I want to recreate a service, including its volumes. The closest I got was the following commands:
docker-compose stop foo
docker-compose rm -f foo
docker-compose up --renew-anon-volumes -d foo
docker-compose start foo
The issue here is --renew-anon-volumes recreates all services that have anonymous volumes, not just foo's volumes. If I don't use --renew-anon-volumes, then I think I need a named volume to do docker volume rm myvolume. However, with named volumes, Docker Compose always prepends a project name. Since my script doesn't know the project name, I can't programmatically delete the volume. I can't enforce that the user uses a particular project name. I know I can set the project name using an environment variable, but there's no guarantee that the user won't run Docker Compose with a different project name.
I think there are 2 potential solutions:
Make --renew-anon-volumes only recreate the volumes for the service I specified
Use a named volume and somehow figure out the correct prefix
Are either of these doable, or is there another solution?
Many roads leading to Rome, depending on your prerequisites:
Do docker volume ls and regex the result for your named volume (just working if volume name is unique)
Use external volumes and volume create them with known names by bootstrap script before running docker-compose up (not working if volumes must be instantiated)
Set project name to a known value. Normally it takes the folder name, but can explicitly given in docker-compose command (-p NAME) or by environment variable (COMPOSE_PROJECT_NAME=NAME).

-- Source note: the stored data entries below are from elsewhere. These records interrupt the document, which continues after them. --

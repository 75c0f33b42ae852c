//! Configuration for the layout engine

/// Configuration options for layout computation
#[derive(Debug, Clone)]
pub struct LayoutConfig {
    /// Device density used to convert millimetre insets to pixels
    pub pixels_per_mm: f32,

    /// Fail the layout pass when an anchor cycle is found instead of
    /// resolving it with unresolved geometry
    pub reject_cycles: bool,
}

impl Default for LayoutConfig {
    fn default() -> Self {
        Self {
            pixels_per_mm: 10.0,
            reject_cycles: false,
        }
    }
}

impl LayoutConfig {
    /// Create a new configuration with default values
    pub fn new() -> Self {
        Self::default()
    }

    /// Set the pixel density
    pub fn with_pixels_per_mm(mut self, pixels_per_mm: f32) -> Self {
        self.pixels_per_mm = pixels_per_mm;
        self
    }

    /// Reject anchor cycles with an error
    pub fn with_reject_cycles(mut self, reject: bool) -> Self {
        self.reject_cycles = reject;
        self
    }

    /// Convert a physical length to whole device pixels
    pub fn mm_to_px(&self, mm: f32) -> i32 {
        (mm * self.pixels_per_mm).round() as i32
    }

    /// Convert device pixels to a physical length
    pub fn px_to_mm(&self, px: f32) -> f32 {
        px / self.pixels_per_mm
    }
}

#[cfg(test)]
mod tests {
    use super::*;

    #[test]
    fn test_default_config() {
        let config = LayoutConfig::default();
        assert_eq!(config.pixels_per_mm, 10.0);
        assert!(!config.reject_cycles);
    }

    #[test]
    fn test_builder_pattern() {
        let config = LayoutConfig::new()
            .with_pixels_per_mm(4.0)
            .with_reject_cycles(true);

        assert_eq!(config.pixels_per_mm, 4.0);
        assert!(config.reject_cycles);
    }

    #[test]
    fn test_mm_conversion() {
        let config = LayoutConfig::new().with_pixels_per_mm(4.0);
        assert_eq!(config.mm_to_px(2.5), 10);
        assert_eq!(config.mm_to_px(0.1), 0);
        assert_eq!(config.px_to_mm(10.0), 2.5);
    }
}
//! Layered Layout - anchored inset box layout
//!
//! This library positions boxes inside a container from four independent
//! edge constraints per box. Each edge is an inset in pixels, millimetres,
//! percent or `auto`, measured from the container or from an edge of a
//! sibling box.
//!
//! # Example
//!
//! ```rust
//! use layered_layout::{ConstraintSet, LayeredLayout, Rect, Scene, Size};
//!
//! let mut scene = Scene::new();
//! let root = scene.add_container(100, 100);
//! let badge = scene.add_element(root, Size::new(20, 20));
//! let insets = ConstraintSet::from_insets("top:10px; left:10px; bottom:auto; right:auto").unwrap();
//! scene.install_constraint(badge, insets);
//!
//! LayeredLayout::default().layout_container(&mut scene, root).unwrap();
//! assert_eq!(scene.node(badge).bounds, Rect::new(10, 10, 20, 20));
//! ```

pub mod error;
pub mod layout;
pub mod parser;
pub mod scene_file;

pub use error::{ConstraintError, ParseError};
pub use layout::{
    preferred_size, ConstraintSet, EdgeConstraint, Edges, ElementId, Inset, LayeredLayout,
    LayoutConfig, LayoutError, PassCache, Preferred, Rect, Scene, Side, Size, Unit,
};
pub use scene_file::{SceneError, SceneFile};
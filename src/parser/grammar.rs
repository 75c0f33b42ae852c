//! Parser implementation using chumsky

use chumsky::input::{Stream, ValueInput};
use chumsky::prelude::*;

use crate::error::ParseError;
use crate::layout::{Inset, Side};
use crate::parser::ast::SideList;
use crate::parser::lexer::{self, Token};

type Extra<'a> = extra::Err<Rich<'a, Token>>;

/// Lex `$input`, feed the tokens to `$parser` and collect errors
macro_rules! run_parser {
    ($input:expr, $parser:expr) => {{
        let input: &str = $input;
        let len = input.len();

        let tokens = lexer::lex(input).map_err(|e| vec![e])?;
        let token_iter = tokens
            .into_iter()
            .map(|(tok, span)| (tok, SimpleSpan::from(span)));

        // Turn the token iterator into a stream that chumsky can use
        let token_stream =
            Stream::from_iter(token_iter).map((len..len).into(), |(t, s): (_, _)| (t, s));

        $parser
            .parse(token_stream)
            .into_result()
            .map_err(|errs| errs.into_iter().map(ParseError::from).collect::<Vec<_>>())
    }};
}

/// Parse a single inset value such as `2mm`, `10px`, `25%`, `auto` or `10`
pub fn parse_inset(input: &str) -> Result<Inset, Vec<ParseError>> {
    run_parser!(input, inset_value().then_ignore(end()))
}

/// Parse a full inset list, positional (`"0 auto"`) or labeled (`"top:2mm; left:auto"`)
pub fn parse_insets(input: &str) -> Result<SideList<Inset>, Vec<ParseError>> {
    run_parser!(input, side_list(inset_value()))
}

/// Parse anchor sibling indices; negative indices mean "no anchor"
pub fn parse_anchor_indices(input: &str) -> Result<SideList<Option<usize>>, Vec<ParseError>> {
    run_parser!(
        input,
        side_list(integer().map(|n| usize::try_from(n).ok()))
    )
}

/// Parse anchor positions (0 = near edge of the anchor, 1 = far edge)
pub fn parse_anchor_positions(input: &str) -> Result<SideList<f32>, Vec<ParseError>> {
    run_parser!(input, side_list(number().map(|n| n as f32)))
}

fn integer<'a, I>() -> impl Parser<'a, I, i64, Extra<'a>> + Clone
where
    I: ValueInput<'a, Token = Token, Span = SimpleSpan>,
{
    select! {
        Token::Integer(n) => n,
    }
}

fn number<'a, I>() -> impl Parser<'a, I, f64, Extra<'a>> + Clone
where
    I: ValueInput<'a, Token = Token, Span = SimpleSpan>,
{
    select! {
        Token::Integer(n) => n as f64,
        Token::Float(f) => f,
    }
}

fn inset_value<'a, I>() -> impl Parser<'a, I, Inset, Extra<'a>> + Clone
where
    I: ValueInput<'a, Token = Token, Span = SimpleSpan>,
{
    // Pixels are whole numbers; `2.5px` is rejected
    let pixels = integer().try_map(|n, span| {
        i32::try_from(n).map_err(|_| Rich::custom(span, "pixel value out of range"))
    });

    choice((
        pixels.clone().then_ignore(just(Token::Px)).map(Inset::Px),
        number()
            .then_ignore(just(Token::Mm))
            .map(|v| Inset::Mm(v as f32)),
        number()
            .then_ignore(just(Token::Percent))
            .map(|v| Inset::Percent(v as f32)),
        just(Token::Auto).to(Inset::Auto),
        // A bare number is pixels
        pixels.map(Inset::Px),
    ))
}

/// 1-4 positional values, or one or more `side:value` entries separated by `;`
fn side_list<'a, I, T>(
    value: impl Parser<'a, I, T, Extra<'a>> + Clone,
) -> impl Parser<'a, I, SideList<T>, Extra<'a>> + Clone
where
    I: ValueInput<'a, Token = Token, Span = SimpleSpan>,
    T: Clone + 'a,
{
    let side = choice((
        just(Token::Top).to(Side::Top),
        just(Token::Right).to(Side::Right),
        just(Token::Bottom).to(Side::Bottom),
        just(Token::Left).to(Side::Left),
    ));

    let labeled = side
        .then_ignore(just(Token::Colon))
        .then(value.clone())
        .separated_by(just(Token::Semicolon))
        .allow_trailing()
        .at_least(1)
        .collect::<Vec<_>>()
        .map(SideList::Labeled);

    let positional = value
        .repeated()
        .at_least(1)
        .at_most(4)
        .collect::<Vec<_>>()
        .map(SideList::Positional);

    choice((labeled, positional)).then_ignore(end())
}

#[cfg(test)]
mod tests {
    use pretty_assertions::assert_eq;

    use super::*;

    #[test]
    fn test_parse_single_values() {
        assert_eq!(parse_inset("2mm").unwrap(), Inset::Mm(2.0));
        assert_eq!(parse_inset("1.5mm").unwrap(), Inset::Mm(1.5));
        assert_eq!(parse_inset("10px").unwrap(), Inset::Px(10));
        assert_eq!(parse_inset("-3px").unwrap(), Inset::Px(-3));
        assert_eq!(parse_inset("25%").unwrap(), Inset::Percent(25.0));
        assert_eq!(parse_inset("auto").unwrap(), Inset::Auto);
        assert_eq!(parse_inset("7").unwrap(), Inset::Px(7));
    }

    #[test]
    fn test_fractional_pixels_rejected() {
        assert!(parse_inset("2.5px").is_err());
        assert!(parse_inset("2.5").is_err());
    }

    #[test]
    fn test_parse_positional() {
        let list = parse_insets("0 auto 10%").unwrap();
        assert_eq!(
            list,
            SideList::Positional(vec![Inset::Px(0), Inset::Auto, Inset::Percent(10.0)])
        );
    }

    #[test]
    fn test_too_many_values_rejected() {
        assert!(parse_insets("1 2 3 4 5").is_err());
        assert!(parse_insets("").is_err());
    }

    #[test]
    fn test_parse_labeled() {
        let list = parse_insets("right:auto; top:2mm;").unwrap();
        assert_eq!(
            list,
            SideList::Labeled(vec![(Side::Right, Inset::Auto), (Side::Top, Inset::Mm(2.0))])
        );
    }

    #[test]
    fn test_labeled_rejects_garbage_value() {
        let errs = parse_insets("top:2mm; left:px").unwrap_err();
        assert!(!errs.is_empty());
    }

    #[test]
    fn test_parse_anchor_indices() {
        let list = parse_anchor_indices("-1 3 0").unwrap();
        assert_eq!(list, SideList::Positional(vec![None, Some(3), Some(0)]));

        let list = parse_anchor_indices("left:2").unwrap();
        assert_eq!(list, SideList::Labeled(vec![(Side::Left, Some(2))]));
    }

    #[test]
    fn test_parse_anchor_positions() {
        let list = parse_anchor_positions("1 0.5").unwrap();
        assert_eq!(list, SideList::Positional(vec![1.0, 0.5]));
    }
}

Setup a dummy compose-file just containing this single service with its volumes for your script. Doing a docker-compose -f 'your-down-file.yml' down -v which removes all named and anonymous volumes belonging to this service and docker-compose -f .. up on this file.
Edit (#DavidMaze):
You're right, docker compose recognizes that fact. But it does NOT remove it, just warning. If you want to remove all "orphans" you need the flag --remove-orphans.
But for some reasons the down does not remove volumes then, even if flag -v is given. This could be reported because it is not behaving like described.
And errata: the flag -f must go before up/down and not after!
docker-compose rm has a -v option to delete anonymous volumes attached to a container, and also a -s option to stop the container. For your particular use case it should be enough to:
docker-compose rm -s -f -v foo
docker-compose up -d foo
This will only help for anonymous volumes, that is, where the Compose file has volumes: with only a container path and there is no corresponding top-level volumes: entry. I don't immediately see a Compose option to list, remove, or otherwise manage named volumes that Compose created.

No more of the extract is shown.